I've been hearing this a lot lately to the point I'm wondering if there's a broken record in my head and I'm just hallucinating. The funny thing is, it's coming from people that I see on a day-to-day basis. People that I "know" but don't really know. Not my friends or acquantices, but ordinary people you see on your daily routes. In addition to the broken record statement, I have also been hearing, as is expected, "what are you doing?" (at times with a pleading, desperate look in the eyes).
The cafeteria lady has been saying this nearly everytime I see her now; she doesn't even say "hi" anymore, her greeting is "wow, you've lost a lot of weight" (mouth and eyes wide open). Everytime she says that to me I think to myself, "I don't think the people on the other side of the cafeteria heard you, can you say it louder?". LOL. She's a real nice lady but I don't want the entire 500 seat cafeteria to hear what she's saying to me! Then I think, it must be a cultural thing? Maybe weight isn't a big deal in her culture?
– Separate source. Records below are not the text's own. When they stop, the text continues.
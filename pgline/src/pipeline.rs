//! Command queue and in-flight command bookkeeping.
//!
//! Commands run strictly one at a time over the wire. The queue keeps them in
//! enqueue order until the state machine is idle, then the head is popped and
//! becomes the single in-flight command until `ReadyForQuery` resolves it.
use std::fmt;

use bytes::Bytes;

use crate::{
    Error, Result,
    error::ConnectionClosed,
    row::{FieldDescriptor, Row},
};

/// Terminal callback of a [`Command`].
pub type Callback = Box<dyn FnOnce(Result<Response>) + Send>;

/// Per row callback, presence of a sink switches the command to streaming mode.
pub type RowSink = Box<dyn FnMut(Row) + Send>;

/// Successful outcome of a command.
#[derive(Debug, Default)]
pub struct Response {
    /// Buffered rows, always empty in streaming mode.
    pub rows: Vec<Row>,
    /// Rows affected as reported by the command tag.
    pub rows_affected: u64,
}

/// Longest sql text that still fits a `Query` frame.
const MAX_SQL_LEN: usize = i32::MAX as usize - 5;

/// Sql text that cannot be carried by a `Query` message.
#[derive(Clone, Copy, PartialEq, Eq)]
pub enum InvalidSql {
    /// Nul byte at the given offset, the wire format is nul terminated.
    Nul(usize),
    /// Sql length exceeds a single frame.
    TooLong(usize),
}

impl std::error::Error for InvalidSql { }

impl fmt::Display for InvalidSql {
    fn fmt(&self, f: &mut fmt::Formatter<'_>) -> fmt::Result {
        match self {
            Self::Nul(offset) => write!(f, "sql contains nul byte at offset {offset}"),
            Self::TooLong(len) => write!(f, "sql too long for a single message: {len} bytes"),
        }
    }
}

impl fmt::Debug for InvalidSql {
    fn fmt(&self, f: &mut fmt::Formatter<'_>) -> fmt::Result {
        write!(f, "\"{self}\"")
    }
}

/// A single sql command and where its result goes.
pub struct Command {
    sql: String,
    callback: Callback,
    sink: Option<RowSink>,
}

impl Command {
    pub fn new(sql: impl Into<String>, callback: impl FnOnce(Result<Response>) + Send + 'static) -> Self {
        Self { sql: sql.into(), callback: Box::new(callback), sink: None }
    }

    /// Stream each row to `sink` instead of buffering.
    pub fn with_sink(mut self, sink: impl FnMut(Row) + Send + 'static) -> Self {
        self.sink = Some(Box::new(sink));
        self
    }

    pub fn sql(&self) -> &str {
        &self.sql
    }

    pub fn is_streaming(&self) -> bool {
        self.sink.is_some()
    }

    /// Check the sql can be sent as a simple query.
    pub fn check(&self) -> Result<(), InvalidSql> {
        if self.sql.len() > MAX_SQL_LEN {
            return Err(InvalidSql::TooLong(self.sql.len()));
        }
        match self.sql.bytes().position(|b| b == 0) {
            Some(offset) => Err(InvalidSql::Nul(offset)),
            None => Ok(()),
        }
    }

    /// Resolve with `error` without running.
    pub(crate) fn fail(self, error: Error) {
        (self.callback)(Err(error))
    }

    /// Resolve without running, used when the connection is gone.
    pub(crate) fn reject(self) {
        self.fail(ConnectionClosed.into())
    }
}

impl fmt::Debug for Command {
    fn fmt(&self, f: &mut fmt::Formatter<'_>) -> fmt::Result {
        f.debug_struct("Command")
            .field("sql", &self.sql)
            .field("streaming", &self.is_streaming())
            .finish()
    }
}

/// FIFO of pending commands.
///
/// Popped entries are only marked empty, the dead prefix is drained once it
/// grows past half of the storage. Physically retained entries therefore never
/// exceed twice the pending ones.
#[derive(Default)]
pub struct CommandQueue {
    entries: Vec<Option<Command>>,
    head: usize,
}

impl CommandQueue {
    pub fn new() -> Self {
        Self::default()
    }

    pub fn enqueue(&mut self, command: Command) {
        self.entries.push(Some(command));
    }

    pub fn pop_front(&mut self) -> Option<Command> {
        let command = self.entries.get_mut(self.head)?.take();
        self.head += 1;

        if self.head * 2 > self.entries.len() {
            self.entries.drain(..self.head);
            self.head = 0;
        }

        command
    }

    /// Number of pending commands.
    pub fn len(&self) -> usize {
        self.entries.len() - self.head
    }

    pub fn is_empty(&self) -> bool {
        self.len() == 0
    }

    /// Number of physically retained entries, including already popped ones.
    pub fn retained(&self) -> usize {
        self.entries.len()
    }
}

impl fmt::Debug for CommandQueue {
    fn fmt(&self, f: &mut fmt::Formatter<'_>) -> fmt::Result {
        f.debug_struct("CommandQueue")
            .field("pending", &self.len())
            .field("retained", &self.retained())
            .finish()
    }
}

/// The command currently on the wire.
pub(crate) struct InFlight {
    command: Command,
    fields: Vec<FieldDescriptor>,
    rows: Vec<Row>,
    rows_affected: u64,
    error: Option<Error>,
}

impl InFlight {
    pub(crate) fn new(command: Command) -> Self {
        Self { command, fields: vec![], rows: vec![], rows_affected: 0, error: None }
    }

    /// New result set, replaces previous field metadata.
    pub(crate) fn describe(&mut self, fields: Vec<FieldDescriptor>) {
        self.fields = fields;
    }

    pub(crate) fn data_row(&mut self, values: Vec<Option<Bytes>>) {
        if self.error.is_some() {
            return;
        }

        match Row::assemble(&self.fields, values) {
            Ok(row) => match &mut self.command.sink {
                Some(sink) => sink(row),
                None => self.rows.push(row),
            },
            Err(err) => self.error = Some(err.into()),
        }
    }

    pub(crate) fn complete(&mut self, rows_affected: u64) {
        self.rows_affected += rows_affected;
    }

    /// Record an error, only the first one in a cycle is kept.
    pub(crate) fn fail(&mut self, error: Error) {
        if self.error.is_none() {
            self.error = Some(error);
        }
    }

    pub(crate) fn resolve(self) {
        let result = match self.error {
            Some(err) => Err(err),
            None => Ok(Response { rows: self.rows, rows_affected: self.rows_affected }),
        };
        (self.command.callback)(result)
    }

    pub(crate) fn reject(self) {
        self.command.reject();
    }
}

#[cfg(test)]
mod test {
    use std::sync::{Arc, Mutex};

    use super::*;

    fn noop(sql: &str) -> Command {
        Command::new(sql, |_| {})
    }

    #[test]
    fn fifo_order() {
        let mut queue = CommandQueue::new();
        for sql in ["a", "b", "c"] {
            queue.enqueue(noop(sql));
        }
        let order = std::iter::from_fn(|| queue.pop_front()).map(|c| c.sql).collect::<Vec<_>>();
        assert_eq!(order, ["a", "b", "c"]);
        assert!(queue.is_empty());
        assert_eq!(queue.retained(), 0);
    }

    #[test]
    fn retained_bounded_by_pending() {
        let mut queue = CommandQueue::new();
        let mut n = 0usize;
        // interleave bursts of enqueue with partial drains
        for round in 0..64 {
            for _ in 0..(round % 7 + 1) {
                queue.enqueue(noop(&n.to_string()));
                n += 1;
                assert!(queue.retained() <= 2 * queue.len());
            }
            for _ in 0..(round % 5 + 1) {
                queue.pop_front();
                assert!(queue.retained() <= 2 * queue.len(), "{queue:?}");
            }
        }
        while queue.pop_front().is_some() {
            assert!(queue.retained() <= 2 * queue.len(), "{queue:?}");
        }
        assert_eq!(queue.retained(), 0);
    }

    #[test]
    fn first_error_wins() {
        let out = Arc::new(Mutex::new(None));
        let out2 = out.clone();
        let mut flight = InFlight::new(Command::new("x", move |r| {
            *out2.lock().unwrap() = Some(r.map(|_| ()).map_err(|e| e.is_closed()));
        }));
        flight.fail(ConnectionClosed.into());
        flight.fail(crate::postgres::ProtocolError::UnknownAuth(99).into());
        flight.resolve();
        assert_eq!(*out.lock().unwrap(), Some(Err(true)));
    }

    #[test]
    fn check_sql() {
        assert_eq!(noop("SELECT 1").check(), Ok(()));
        assert_eq!(noop("").check(), Ok(()));
        assert_eq!(noop("\0").check(), Err(InvalidSql::Nul(0)));
        assert_eq!(noop("SELECT 'a\0b'").check(), Err(InvalidSql::Nul(9)));
    }
}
There is a parking attendant lady that I see a few times a week and she has commented several times now in the past two weeks on how I have "lost a lot of weight" and it "looks good". The lady at McDonald's today commented with a very surprised look on her face; you know the one - eyes and mouth open wide. I'm actually surprised she even noticed since I always go through the drive-thru. I guess it must be really apparent in my face.
I stopped in tonight and visited a co-worker who hadn't seen me in 9 months and at first, she didn't recognize me. She did a double-take. It was only when I waved my hand and smiled at her, that she realized who I was. Then there was the "wow, you've lost a lot of weight" with the eyes and the mouth wide open and the "what are you doing?!" (oooohhh, you know, eating less, eating healthy and exercising......that is the truth, I just leave out the surgery bit).
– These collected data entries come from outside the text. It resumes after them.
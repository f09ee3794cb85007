//! Cleanup transitions: returning the host to a usable, clean condition.
//!
//! The policy × state decision table:
//!
//! | policy          | not created        | exists                   |
//! |-----------------|--------------------|--------------------------|
//! | rollback        | `sandbox rollback` | `sandbox rollback`       |
//! | recreate        | `up`               | `destroy -f`, then `up`  |
//! | destroy         | nothing to do      | `destroy -f`             |
//! | custom-command  | `up`               | `<custom command>`       |
//!
//! Rollback reverts a snapshot, which is independent of creation state, so it
//! never probes. Destroy is only ever issued against an existing host:
//! whether `vagrant destroy` on a nonexistent host is a no-op or an error
//! depends on the installed provider, and this code relies on neither.
//!
//! After the policy action (and also when the action is skipped), previously
//! generated SSH key files are removed from the working directory: a
//! completed cleanup invalidates any key pair issued for the old host.

use tracing::{info, warn};

use crate::config::CleanupPolicy;
use crate::error::{CleanupStep, Result};
use crate::runner::{HostContext, Runner};

use super::{HostState, VAGRANT, keys, probe};

/// Execute the configured cleanup policy against the host.
///
/// With `host_will_be_destroyed` the policy action (probe included) is
/// skipped entirely, because the caller promised the host is discarded
/// immediately afterwards. Key removal still runs: stale key material in the
/// working directory is a hazard either way.
///
/// # Errors
///
/// The first failing sub-step aborts the invocation; nothing is retried. The
/// returned error names the step via [`CleanupStep`].
pub async fn run_cleanup<R: Runner>(
    runner: &R,
    ctx: &HostContext,
    policy: &CleanupPolicy,
    host_will_be_destroyed: bool,
) -> Result<()> {
    policy.validate()?;

    if host_will_be_destroyed {
        warn!(
            policy = policy.name(),
            "host will be destroyed by the caller, skipping the cleanup action"
        );
    } else {
        apply_policy(runner, ctx, policy).await?;
    }

    keys::delete_key_files(&ctx.workdir).map_err(|e| e.in_step(CleanupStep::KeyRemoval))?;

    info!(policy = policy.name(), "cleanup finished");
    Ok(())
}

/// Create the host (`vagrant up`), streaming tool output to the terminal.
pub async fn create_host<R: Runner>(runner: &R, ctx: &HostContext) -> Result<()> {
    runner.run(ctx, VAGRANT, &["up"]).await
}

/// Destroy the host unconditionally (`vagrant destroy -f`).
pub async fn destroy_host<R: Runner>(runner: &R, ctx: &HostContext) -> Result<()> {
    runner.run(ctx, VAGRANT, &["destroy", "-f"]).await
}

async fn apply_policy<R: Runner>(
    runner: &R,
    ctx: &HostContext,
    policy: &CleanupPolicy,
) -> Result<()> {
    match policy {
        CleanupPolicy::Rollback => {
            info!("rolling back host snapshot");
            runner
                .run(ctx, VAGRANT, &["sandbox", "rollback"])
                .await
                .map_err(|e| e.in_step(CleanupStep::PolicyAction))
        }
        CleanupPolicy::Recreate => recreate(runner, ctx).await,
        CleanupPolicy::Destroy => destroy_if_exists(runner, ctx).await.map(|_| ()),
        CleanupPolicy::CustomCommand(command) => custom(runner, ctx, command).await,
    }
}

/// Destroy the host when it exists; reports whether it existed.
async fn destroy_if_exists<R: Runner>(runner: &R, ctx: &HostContext) -> Result<bool> {
    let state = probed_state(runner, ctx).await?;
    if !state.exists() {
        info!("host is not created, skipping destroy");
        return Ok(false);
    }
    info!(state = state.as_str(), "destroying host");
    destroy_host(runner, ctx)
        .await
        .map_err(|e| e.in_step(CleanupStep::PolicyAction))?;
    info!("host destroyed");
    Ok(true)
}

async fn recreate<R: Runner>(runner: &R, ctx: &HostContext) -> Result<()> {
    destroy_if_exists(runner, ctx).await?;
    info!("creating host");
    create_host(runner, ctx)
        .await
        .map_err(|e| e.in_step(CleanupStep::PolicyAction))?;
    info!("host created and ready");
    Ok(())
}

async fn custom<R: Runner>(runner: &R, ctx: &HostContext, command: &str) -> Result<()> {
    let state = probed_state(runner, ctx).await?;
    if state.exists() {
        info!(command, "host exists, cleaning it up with the custom command");
        runner
            .run(ctx, VAGRANT, &[command])
            .await
            .map_err(|e| e.in_step(CleanupStep::PolicyAction))
    } else {
        info!("host not yet created, creating it instead");
        create_host(runner, ctx)
            .await
            .map_err(|e| e.in_step(CleanupStep::PolicyAction))
    }
}

async fn probed_state<R: Runner>(runner: &R, ctx: &HostContext) -> Result<HostState> {
    probe::probe_host_state(runner, ctx)
        .await
        .map_err(|e| e.in_step(CleanupStep::StatusProbe))
}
An odd thing has been happening. These statements from people who aren't friends or people I haven't told, have actually helped me to accept that I AM losing weight. When my friends and family comment on it, it is a hard compliment to accept because a big part of me says that they're just saying that to be nice. It's a touchy area for me still. I look at myself in the mirror and I keep saying to myself, "I don't SEE it". Yes, I can tell when I wear clothes, but when I look in the mirror, I can't SEE it dammit. :/ I am still waiting for that moment when I look in the mirror and can feel really confident about what I'm seeing.
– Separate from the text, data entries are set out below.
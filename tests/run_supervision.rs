//! End-to-end tests for the supervised run: completion, timeout, external
//! abort, transport failure and output ordering.
//!
//! The transport is a local `sh` process instead of ssh. The supervisor only
//! ever sees a command with piped stdout/stderr, so the behaviour under test
//! is identical.

use std::io;
use std::net::SocketAddr;
use std::time::{Duration, Instant};

use tokio::io::{AsyncReadExt, AsyncWriteExt};
use tokio::net::TcpListener;
use tokio::process::Command;

use hostler::host::supervise::{ExecutionOutcome, RunRequest, supervise};
use hostler::output::{LineSink, OutputFormat, OutputLine, StreamKind};

/// Sink capturing every line the supervisor forwards.
#[derive(Default)]
struct CaptureSink {
    lines: Vec<(OutputLine, String)>,
}

impl LineSink for CaptureSink {
    fn write_line(&mut self, line: &OutputLine, rendered: &str) -> io::Result<()> {
        self.lines.push((line.clone(), rendered.to_string()));
        Ok(())
    }
}

fn sh(script: &str) -> Command {
    let mut cmd = Command::new("sh");
    cmd.arg("-c").arg(script);
    cmd
}

fn request(command: &str) -> RunRequest {
    RunRequest {
        command: command.to_string(),
        timeout: Duration::ZERO,
        abort_check_url: None,
        format: OutputFormat::Raw,
    }
}

/// Serve a canned abort-check response on a local port.
async fn spawn_abort_server(is_aborted: bool) -> SocketAddr {
    let listener = TcpListener::bind("127.0.0.1:0").await.unwrap();
    let addr = listener.local_addr().unwrap();
    tokio::spawn(async move {
        loop {
            let Ok((mut stream, _)) = listener.accept().await else {
                break;
            };
            let mut buf = [0u8; 1024];
            let _ = stream.read(&mut buf).await;
            let body = format!("{{\"is_aborted\":{is_aborted}}}");
            let response = format!(
                "HTTP/1.1 200 OK\r\ncontent-type: application/json\r\n\
                 content-length: {}\r\nconnection: close\r\n\r\n{}",
                body.len(),
                body
            );
            let _ = stream.write_all(response.as_bytes()).await;
            let _ = stream.shutdown().await;
        }
    });
    addr
}

// ---------------------------------------------------------------------------
// Terminal outcomes
// ---------------------------------------------------------------------------

#[tokio::test]
async fn completion_reports_the_remote_exit_code() {
    let mut sink = CaptureSink::default();
    let outcome = supervise(sh("exit 7"), &request("exit 7"), &mut sink).await;
    match outcome {
        ExecutionOutcome::Completed { exit_code } => assert_eq!(exit_code, 7),
        other => panic!("expected completion, got {other:?}"),
    }
}

#[tokio::test]
async fn timeout_fires_and_kills_the_remote_process() {
    let dir = tempfile::tempdir().unwrap();
    let marker = dir.path().join("survived");
    // The sleep's streams are redirected so the orphaned grandchild does not
    // keep the capture pipes open after the shell is killed.
    let script = format!("sleep 3 >/dev/null 2>&1 && touch {}", marker.display());
    let mut req = request(&script);
    req.timeout = Duration::from_millis(300);

    let started = Instant::now();
    let outcome = supervise(sh(&script), &req, &mut CaptureSink::default()).await;

    assert!(matches!(outcome, ExecutionOutcome::TimedOut), "got {outcome:?}");
    assert!(
        started.elapsed() < Duration::from_secs(2),
        "timeout watcher fired late: {:?}",
        started.elapsed()
    );

    // The shell was killed before the sleep finished, so the marker command
    // never runs.
    tokio::time::sleep(Duration::from_millis(3500)).await;
    assert!(!marker.exists(), "remote process outlived the supervised run");
}

#[tokio::test]
async fn abort_endpoint_cancels_the_run() {
    let server = spawn_abort_server(true).await;
    let script = "sleep 10";
    let mut req = request(script);
    req.abort_check_url = Some(format!("http://{server}/abort"));

    let started = Instant::now();
    let outcome = supervise(sh(script), &req, &mut CaptureSink::default()).await;

    assert!(matches!(outcome, ExecutionOutcome::Aborted), "got {outcome:?}");
    assert!(
        started.elapsed() < Duration::from_secs(8),
        "abort must fire well before natural completion: {:?}",
        started.elapsed()
    );
}

#[tokio::test]
async fn non_aborted_endpoint_does_not_cancel() {
    let server = spawn_abort_server(false).await;
    let mut req = request("exit 0");
    req.abort_check_url = Some(format!("http://{server}/abort"));

    let outcome = supervise(sh("exit 0"), &req, &mut CaptureSink::default()).await;

    assert!(
        matches!(outcome, ExecutionOutcome::Completed { exit_code: 0 }),
        "got {outcome:?}"
    );
}

#[tokio::test]
async fn unspawnable_transport_fails_fast() {
    let mut cmd = Command::new("/nonexistent/hostler-test-transport");
    cmd.arg("x");
    let outcome = supervise(cmd, &request("x"), &mut CaptureSink::default()).await;
    assert!(
        matches!(outcome, ExecutionOutcome::TransportFailed { .. }),
        "got {outcome:?}"
    );
}

// ---------------------------------------------------------------------------
// Output transformation and ordering
// ---------------------------------------------------------------------------

#[tokio::test]
async fn interleaved_output_preserves_arrival_order() {
    let script =
        "printf 'alpha\\n'; sleep 0.3; printf 'beta\\n' 1>&2; sleep 0.3; printf 'gamma\\n'";
    let mut req = request(script);
    req.format = OutputFormat::Json;
    let mut sink = CaptureSink::default();

    let outcome = supervise(sh(script), &req, &mut sink).await;
    assert!(
        matches!(outcome, ExecutionOutcome::Completed { exit_code: 0 }),
        "got {outcome:?}"
    );

    let texts: Vec<&str> = sink.lines.iter().map(|(l, _)| l.text.as_str()).collect();
    assert_eq!(texts, ["alpha", "beta", "gamma"]);

    let streams: Vec<StreamKind> = sink.lines.iter().map(|(l, _)| l.stream).collect();
    assert_eq!(
        streams,
        [StreamKind::Stdout, StreamKind::Stderr, StreamKind::Stdout]
    );

    let sequences: Vec<u64> = sink.lines.iter().map(|(l, _)| l.sequence).collect();
    assert_eq!(sequences, [0, 1, 2], "arrival order assigns the sequence");

    let first: serde_json::Value = serde_json::from_str(&sink.lines[0].1).unwrap();
    assert_eq!(first["stream"], "stdout");
    assert_eq!(first["sequence"], 0);
    assert_eq!(first["text"], "alpha");
}

#[tokio::test]
async fn raw_format_renders_lines_verbatim() {
    let script = "printf 'plain text  with spaces\\n'";
    let mut sink = CaptureSink::default();
    supervise(sh(script), &request(script), &mut sink).await;

    assert_eq!(sink.lines.len(), 1);
    assert_eq!(sink.lines[0].1, "plain text  with spaces");
}

#[tokio::test]
async fn output_before_termination_is_flushed() {
    let script = "printf 'early\\n'; sleep 5 >/dev/null 2>&1";
    let mut req = request(script);
    req.timeout = Duration::from_millis(500);
    let mut sink = CaptureSink::default();

    let outcome = supervise(sh(script), &req, &mut sink).await;

    assert!(matches!(outcome, ExecutionOutcome::TimedOut), "got {outcome:?}");
    assert_eq!(sink.lines.len(), 1, "partial output must not be lost");
    assert_eq!(sink.lines[0].0.text, "early");
}
//! Integration tests against a real `vagrant` installation.
//!
//! These tests drive a real working directory and are gated behind the
//! `vagrant-integration-tests` feature because they need vagrant on `PATH`
//! and a prepared Vagrantfile.
//!
//! # Running
//!
//! ```bash
//! export HOSTLER_TEST_WORKDIR=/path/to/dir-with-Vagrantfile
//! cargo test --features vagrant-integration-tests --test vagrant_integration
//! ```
//!
//! The destroy test disposes of whatever host lives in that directory — point
//! it at a throwaway workspace.

#![cfg(feature = "vagrant-integration-tests")]

use std::path::PathBuf;

use hostler::config::CleanupPolicy;
use hostler::host::cleanup::run_cleanup;
use hostler::host::probe::probe_host_state;
use hostler::host::{HostState, keys};
use hostler::runner::{HostContext, ProcessRunner};

fn test_workdir() -> PathBuf {
    std::env::var("HOSTLER_TEST_WORKDIR")
        .map(PathBuf::from)
        .expect("set HOSTLER_TEST_WORKDIR to a directory containing a Vagrantfile")
}

#[tokio::test]
async fn probe_reports_a_state_for_the_test_host() {
    let ctx = HostContext::new(test_workdir());
    let state = probe_host_state(&ProcessRunner, &ctx)
        .await
        .expect("vagrant status output should resolve to a single state");
    assert!(!state.as_str().is_empty());
}

#[tokio::test]
async fn destroy_policy_leaves_the_host_not_created() {
    let workdir = test_workdir();
    let ctx = HostContext::new(&workdir);

    run_cleanup(&ProcessRunner, &ctx, &CleanupPolicy::Destroy, false)
        .await
        .expect("destroy cleanup should succeed");

    let state = probe_host_state(&ProcessRunner, &ctx)
        .await
        .expect("status after destroy");
    assert_eq!(state, HostState::NotCreated);
    assert!(!keys::private_key_path(&workdir).exists());
    assert!(!keys::public_key_path(&workdir).exists());
}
Some of the reasons I didn't tell people that I'd had this surgery was that I didn't want to deal with all the attention around the surgery itself and by not telling people, I would know that when they did comment on the weight-loss, it would be genuine. I didn't want people saying I'd lost weight just to be nice and once you tell people, it's hard to know if they are just being nice or being honest. Despite not telling a majority of people, I am still having to deal with it, even more so now as people are starting to notice and, of course, are asking, "what are you doing?". In some ways I do want to share my journey with them.....but then I decide on not telling people because I don't want to have to explain the whole story and possibly have to defend my decision. The day someone tells me I took the "easy way out" may be the first day in my life I assualt someone. Can you see why I just don't want to tell people? Too many people out there don't know shit about being overweight and all the struggles around it. I don't want to be the poster child for WLS, I just want to get skinnier and healthier (and yes, sexier too) and get on with my life. Maybe one day I will open up and share what has happened to me......then again, maybe not. For now I keep telling people I'm eating smaller, healthier portions and exercising more. That's it, that's all, cuz really when it comes down to it, that's all it really is.
Hi there!!
ReplyDeleteI get the shocked faces aLOT lately. I have been very open about it (my choice) so to have people we like "wow, you have lost even more" when maybe it was a pound . . . well, it is weird. BUT at the same time I have to remind myself that people are just use to me being all fluffy.
Jenny
RNY 10/2010
Hi Jenny! I know what you mean, lol. The cafeteria lady told me I had lost even more weight one day when in fact, I had gained a few PMS pounds. She was insistent I had lost more and began to point out where I was smaller. In front of a lot of people, lol. Awwwwwkward!!!!